A rapid overhaul of global energy systems is critical to contain the climate crisis. The renewable energy sector must play a central role, but without squandering public trust by fuelling further harms to people and planet. Yet our new Renewable Energy & Human Rights Benchmark has found while the sector has made progress in adopting broad human rights policies, it falls woefully short in addressing critical human rights risks and harms. As the private sector embraces the opportunities offered by the energy transition, companies must do more to ensure the energy transition delivers shared prosperity, corporate human rights due diligence, and fair negotiations with communities and workers. The speed of the energy transition depends on it, as does the success of their industry. Current approaches are generating project delays, mounting costs and reputation risk.
The 2023 Renewable Energy & Human Rights Benchmark assessed and scored the human rights policies and practices of 28 leading companies across the renewable energy supply chain, including wind and solar project developers, oil and gas companies entering into renewables, and wind turbine and solar panel manufacturers.
Although there has been some progress in the adoption of broad human rights policies by the sector, it is far from ready to deliver a fast and fair transition that builds public support and delivers shared benefit. Instead, the 2023 Benchmark highlights notable gaps between policy and practice, and dangerous shortcomings regarding Indigenous Peoples’ rights, land rights, and forced labour, in particular. Time is of the essence to reverse these trends if the renewable energy sector is to avoid the same risks and abuse that plagues the traditional energy industry.
Key findings from the 2023 Renewable Energy & Human Rights Benchmark included:
- All companies scored poorly (an average of 1%) in respect of their responses to all serious human rights allegations included in the Benchmark.
- Policies and practices on Indigenous Peoples’ rights and land rights remain poor, despite these rights being the subject of the highest number of serious allegations.
- No company currently publicly discloses its full solar panel supply chain, resulting in scores of 0% across the board for this indicator.
- Solar panel manufacturers lag significantly on human rights commitments and practices compared with wind energy equipment manufacturers.
- In examples of better practice, eight companies have policies in place specifically to respect the rights of environmental defenders, showing progress of the sector at policy level in a critical area.
Overall, the Benchmark revealed clear frontrunners among the 28 companies assessed, who are demonstrating what is possible by the renewable energy sector. These efforts must be supported by smart government regulation and incentives, alongside investor engagement, to level the playing field and ensure the renewable energy sector secures public trust and avoids harms to communities and workers.
Phil Bloomer, Executive Director, Business & Human Rights Resource Centre, said, “This benchmark is a loud wake-up call to this critical sector. It highlights the risks companies are generating for themselves, workers, communities and the urgent transition to clean energy. Leading companies are beginning to get their house in order and demonstrate that building public trust by creating shared prosperity and avoiding abuse is both profitable and a moral imperative. But the many laggard companies need to urgently change key aspects of their business model if they seek stable and cooperative investment environments with communities and workers. Their long-term profits, and the fate of our planet, depend on decisive action.

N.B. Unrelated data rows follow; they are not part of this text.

//! RTC window sizing and sync state.
//!
//! The target window is the bandwidth-delay product of the producer's
//! announced rate and the observed RTT; congestion signals ("window too
//! large" NACKs) contract it multiplicatively. The consumer is `CatchUp`
//! until its next expected suffix is within a round of the producer's
//! production suffix, and falls back to `CatchUp` when the gap exceeds
//! that again.

/// Smallest usable interest window.
const MIN_SYNC_WINDOW: u32 = 4;

/// Contraction applied on a window-too-large signal.
const WINDOW_CONTRACTION: f64 = 0.5;

/// Consumer synchronisation state.
#[derive(Debug, Clone, Copy, PartialEq, Eq)]
pub enum SyncState {
    CatchUp,
    InSync,
}

/// Sizes the RTC interest window.
pub struct RtcRateControl {
    sync_window: f64,
    max_sync_window: u32,
    state: SyncState,
}

impl RtcRateControl {
    pub fn new(max_sync_window: u32) -> Self {
        RtcRateControl {
            sync_window: MIN_SYNC_WINDOW as f64,
            max_sync_window: max_sync_window.max(MIN_SYNC_WINDOW),
            state: SyncState::CatchUp,
        }
    }

    pub fn window(&self) -> u32 {
        (self.sync_window as u32).clamp(MIN_SYNC_WINDOW, self.max_sync_window)
    }

    pub fn state(&self) -> SyncState {
        self.state
    }

    /// Recompute the target window from the producer rate hint and the
    /// observed RTT (bandwidth-delay product in packets).
    pub fn update_window(&mut self, producer_rate_kbps: u32, rtt_ms: f64, payload_size: usize) {
        if producer_rate_kbps == 0 || payload_size == 0 {
            return;
        }
        let bytes_per_ms = producer_rate_kbps as f64 * 1000.0 / 8.0 / 1000.0;
        let in_flight_bytes = bytes_per_ms * rtt_ms.max(1.0);
        let target = (in_flight_bytes / payload_size as f64).ceil();

        self.sync_window = target.clamp(MIN_SYNC_WINDOW as f64, self.max_sync_window as f64);
    }

    /// The producer told us we are requesting ahead of production.
    pub fn on_window_too_large(&mut self) {
        self.sync_window = (self.sync_window * WINDOW_CONTRACTION).max(MIN_SYNC_WINDOW as f64);
    }

    /// Round-boundary state transition.
    ///
    /// `gap` is production suffix minus next expected suffix;
    /// `round_packets` is one round's worth of production.
    pub fn update_sync_state(&mut self, gap: i64, round_packets: u64) -> SyncState {
        let tolerance = round_packets.max(2) as i64;
        self.state = match self.state {
            SyncState::CatchUp if gap <= tolerance => SyncState::InSync,
            SyncState::InSync if gap > tolerance => SyncState::CatchUp,
            unchanged => unchanged,
        };
        self.state
    }
}

#[cfg(test)]
mod tests {
    use super::*;

    #[test]
    fn test_window_floor_and_ceiling() {
        let mut rc = RtcRateControl::new(64);
        assert_eq!(rc.window(), MIN_SYNC_WINDOW);

        // Huge bandwidth-delay product is clamped to the maximum.
        rc.update_window(1_000_000, 500.0, 1400);
        assert_eq!(rc.window(), 64);

        // Tiny one sits at the floor.
        rc.update_window(100, 1.0, 1400);
        assert_eq!(rc.window(), MIN_SYNC_WINDOW);
    }

    #[test]
    fn test_window_tracks_bdp() {
        let mut rc = RtcRateControl::new(1024);
        // 2048 kbps at 100 ms RTT is 25600 bytes in flight, 19 packets.
        rc.update_window(2048, 100.0, 1400);
        assert_eq!(rc.window(), 19);
    }

    #[test]
    fn test_contraction() {
        let mut rc = RtcRateControl::new(1024);
        rc.update_window(2048, 700.0, 1400);
        let before = rc.window();

        rc.on_window_too_large();
        assert!(rc.window() < before);

        for _ in 0..20 {
            rc.on_window_too_large();
        }
        assert_eq!(rc.window(), MIN_SYNC_WINDOW);
    }

    #[test]
    fn test_sync_transitions() {
        let mut rc = RtcRateControl::new(64);
        assert_eq!(rc.state(), SyncState::CatchUp);

        // Close enough to production: in sync.
        assert_eq!(rc.update_sync_state(3, 10), SyncState::InSync);
        // Still within a round's worth of production.
        assert_eq!(rc.update_sync_state(9, 10), SyncState::InSync);
        // Fell more than a round behind.
        assert_eq!(rc.update_sync_state(25, 10), SyncState::CatchUp);
    }
}
impl StreamProducer {
    pub fn new(
        config: ProducerConfig,
        callbacks: ProducerCallbacks,
        portal: Portal,
    ) -> Result<Self, TransportError> {
        config.validate()?;

        let output_buffer = OutputBuffer::new(if config.virtual_mode {
            0
        } else {
            config.output_buffer_size
        });

        let virtual_pool = if config.virtual_mode {
            let filler = Bytes::from(vec![b'X'; config.max_segment_payload()]);
            let placeholder: Name = Prefix::new(
                crate::name::AddressFamily::V6,
                &[0u8; 16],
                128,
            )?
            .name(0);
            (0..VIRTUAL_POOL_SIZE)
                .map(|_| {
                    let mut content = ContentObject::new(placeholder, filler.clone());
                    content.set_expiry_ms(config.content_expiry_ms);
                    content
                })
                .collect()
        } else {
            Vec::new()
        };

        Ok(StreamProducer {
            config,
            callbacks,
            portal,
            output_buffer,
            last_published_suffix: Arc::new(AtomicU32::new(0)),
            worker_rx: None,
            worker_handle: None,
            virtual_pool,
            virtual_index: 0,
        })
    }

    /// Serve interests under `prefix`.
    pub fn register_prefix(&mut self, prefix: Prefix) {
        info!(%prefix, "producer prefix registered");
        self.portal.register_prefix(prefix);
    }

    /// Wire suffix of the most recently published content object.
    /// Advanced after each insert, so readers observe segments in
    /// publication order.
    pub fn last_published_suffix(&self) -> u32 {
        self.last_published_suffix.load(Ordering::Acquire)
    }

    pub fn output_buffer_len(&self) -> usize {
        self.output_buffer.len()
    }

    fn publish(&mut self, content: ContentObject) {
        let suffix = content.suffix();
        self.output_buffer.insert(content);
        self.last_published_suffix.store(suffix, Ordering::Release);
    }

    /// Segment `buffer` into content objects starting at `start_offset`,
    /// sign per configuration, and publish everything to the output
    /// buffer. Returns the number of data segments produced (manifests
    /// not counted).
    pub fn produce_stream(
        &mut self,
        name: Name,
        buffer: Bytes,
        is_last: bool,
        start_offset: u32,
    ) -> Result<u32, TransportError> {
        let segments = build_segments(&self.config, name, buffer, is_last, start_offset)?;
        let mut produced = 0u32;
        for segment in segments {
            if !segment.is_manifest() {
                produced += 1;
            }
            self.publish(segment);
        }
        debug!(produced, start_offset, "stream produced");
        Ok(produced)
    }

    /// Publish one datagram under `name` as a single content object.
    pub fn produce_datagram(&mut self, name: Name, buffer: Bytes) -> Result<(), TransportError> {
        if buffer.len() > self.config.max_segment_payload() {
            return Err(TransportError::InvalidPacket(format!(
                "datagram of {} bytes exceeds the {}-byte segment budget",
                buffer.len(),
                self.config.max_segment_payload()
            )));
        }

        let mut content = ContentObject::new(name, buffer);
        content.set_expiry_ms(self.config.content_expiry_ms);
        if let Some(signer) = &self.config.signer {
            content.sign_with(signer.as_ref())?;
        }
        self.publish(content);
        Ok(())
    }

    /// Produce on a dedicated worker; segments stream back to the serve
    /// loop, which publishes them in suffix order and fires
    /// `content_produced` exactly once after the last one.
    pub fn produce_stream_async(
        &mut self,
        name: Name,
        buffer: Bytes,
        is_last: bool,
        start_offset: u32,
    ) -> Result<(), TransportError> {
        if self.worker_rx.is_some() {
            return Err(TransportError::InvalidConfiguration(
                "async production already in progress".into(),
            ));
        }

        let (tx, rx) = mpsc::channel();
        let config = clone_config(&self.config);

        let handle = std::thread::spawn(move || {
            let produced_bytes = buffer.len() as u64;
            match build_segments(&config, name, buffer, is_last, start_offset) {
                Ok(segments) => {
                    for segment in segments {
                        if tx.send(WorkerMessage::Segment(Box::new(segment))).is_err() {
                            return;
                        }
                    }
                    let _ = tx.send(WorkerMessage::Done(Ok(produced_bytes)));
                }
                Err(e) => {
                    let _ = tx.send(WorkerMessage::Done(Err(e)));
                }
            }
        });

        self.worker_rx = Some(rx);
        self.worker_handle = Some(handle);
        Ok(())
    }

    fn drain_worker(&mut self) {
        let rx = match self.worker_rx.take() {
            Some(rx) => rx,
            None => return,
        };

        let mut finished = false;
        loop {
            match rx.try_recv() {
                Ok(WorkerMessage::Segment(segment)) => self.publish(*segment),
                Ok(WorkerMessage::Done(result)) => {
                    match result {
                        Ok(produced_bytes) => {
                            debug!(produced_bytes, "async production finished");
                            if let Some(cb) = &mut self.callbacks.content_produced {
                                cb(None, produced_bytes);
                            }
                        }
                        Err(e) => {
                            warn!(error = %e, "async production failed");
                            if let Some(cb) = &mut self.callbacks.content_produced {
                                cb(Some(&e), 0);
                            }
                        }
                    }
                    finished = true;
                }
                Err(mpsc::TryRecvError::Empty) => break,
                Err(mpsc::TryRecvError::Disconnected) => {
                    finished = true;
                    break;
                }
            }
        }

        if finished {
            if let Some(handle) = self.worker_handle.take() {
                let _ = handle.join();
            }
        } else {
            self.worker_rx = Some(rx);
        }
    }

    /// Drain posted work and handle at most one inbound interest.
    ///
    /// Cache hits are served internally; a cache miss is returned to the
    /// caller (after the `cache_miss` callback) so it can produce and
    /// call again — the live-production pattern.
    pub fn process_one(
        &mut self,
        timeout: Duration,
    ) -> Result<Option<Interest>, TransportError> {
        self.drain_worker();

        let interest = match self.portal.poll(timeout)? {
            Some(PacketEvent::Interest(interest)) => interest,
            Some(PacketEvent::Content(_)) | None => return Ok(None),
        };

        if let Some(cb) = &mut self.callbacks.interest_pass {
            cb(&interest);
        }

        if self.config.virtual_mode {
            self.virtual_reply(&interest)?;
            return Ok(None);
        }

        let suffix = interest.suffix();
        match self.output_buffer.get(suffix).cloned() {
            Some(content) => {
                // Stored objects carry their signature; serving never
                // re-invokes the signer.
                if let Some(cb) = &mut self.callbacks.cache_hit {
                    cb(&interest);
                }
                self.portal.send_content(&content)?;
                Ok(None)
            }
            None => {
                if let Some(cb) = &mut self.callbacks.cache_miss {
                    cb(&interest);
                }
                Ok(Some(interest))
            }
        }
    }

    /// Serve pre-produced content until stopped; cache misses are only
    /// reported through the callback.
    pub fn serve(
        &mut self,
        stop: &StopHandle,
        run_for: Option<Duration>,
    ) -> Result<(), TransportError> {
        let started = hicn_io::Timestamp::now();
        loop {
            let deadline_hit = run_for.map(|d| started.elapsed() >= d).unwrap_or(false);
            if stop.is_stopped() || deadline_hit {
                self.shutdown();
                return Ok(());
            }
            match self.process_one(MAX_POLL_INTERVAL) {
                Ok(_) => {}
                Err(TransportError::Disconnected) => {
                    self.shutdown();
                    return Err(TransportError::Disconnected);
                }
                Err(e) => {
                    warn!(error = %e, "serve loop error");
                    return Err(e);
                }
            }
        }
    }

    fn virtual_reply(&mut self, interest: &Interest) -> Result<(), TransportError> {
        if self.virtual_pool.is_empty() {
            return Ok(());
        }
        if let Some(cb) = &mut self.callbacks.cache_miss {
            cb(interest);
        }

        let index = self.virtual_index % self.virtual_pool.len();
        self.virtual_index = self.virtual_index.wrapping_add(1);
        self.virtual_pool[index].set_name(*interest.name());
        let content = self.virtual_pool[index].clone();
        self.portal.send_content(&content)
    }

    /// Drain the worker, flush bookkeeping and close the portal.
    pub fn shutdown(&mut self) {
        self.drain_worker();
        if let Some(handle) = self.worker_handle.take() {
            let _ = handle.join();
        }
        self.drain_worker();
        self.portal.stop();
    }
}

“Unsustainable inequality is, arguably, the single greatest obstacle to a fast transition. Well-designed clean energy transitions will ensure communities and workers feel direct benefit and lend public trust. But without responsible business conduct, there is a profound danger the distribution of benefits are skewed to the wealthy and powerful, and the costs and risks to the majority and vulnerable.”
Caroline Avan, author of the report and Senior Researcher at the Business & Human Rights Resource Centre, said: “While we have identified several key areas of progress by the sector, the Benchmark highlights that the pace of change by industry must now increase rapidly. As is, the gap between policy and practice is simply too large. The broad range of scores recorded highlights profound differences in performance between leaders and laggards – but also that company prioritisation of human rights is both possible and profitable.
“Building public support also means companies must be transparent on the toughest issues the sector is facing – including forced labour. This requires departing from business-as-usual approaches and pursuing assertive, corrective action, like solar supply chain transparency. The energy transition also offers unique opportunities for the most progressive companies willing to co-construct the sector with local communities and Indigenous groups to generate sustainable shared prosperity.”
Notes to editors:
- Business & Human Rights Resource Centre is an international NGO that tracks the human rights impacts of companies across the globe.
- Please see also; The 2023 Electric Utilities Benchmark (also published today, 15 November 2023, by the World Benchmarking Alliance and CDP) assesses 68 of the world most influential electric utilities companies on their alignment to a low-carbon world, underscoring the importance of decarbonisation in the sector and emphasising the critical role companies must play to ensure a truly just energy transition.
Media contact: Priyanka Mogul, Media Officer, Business & Human Rights Resource Centre, +44 (0) 7592156010, [email protected]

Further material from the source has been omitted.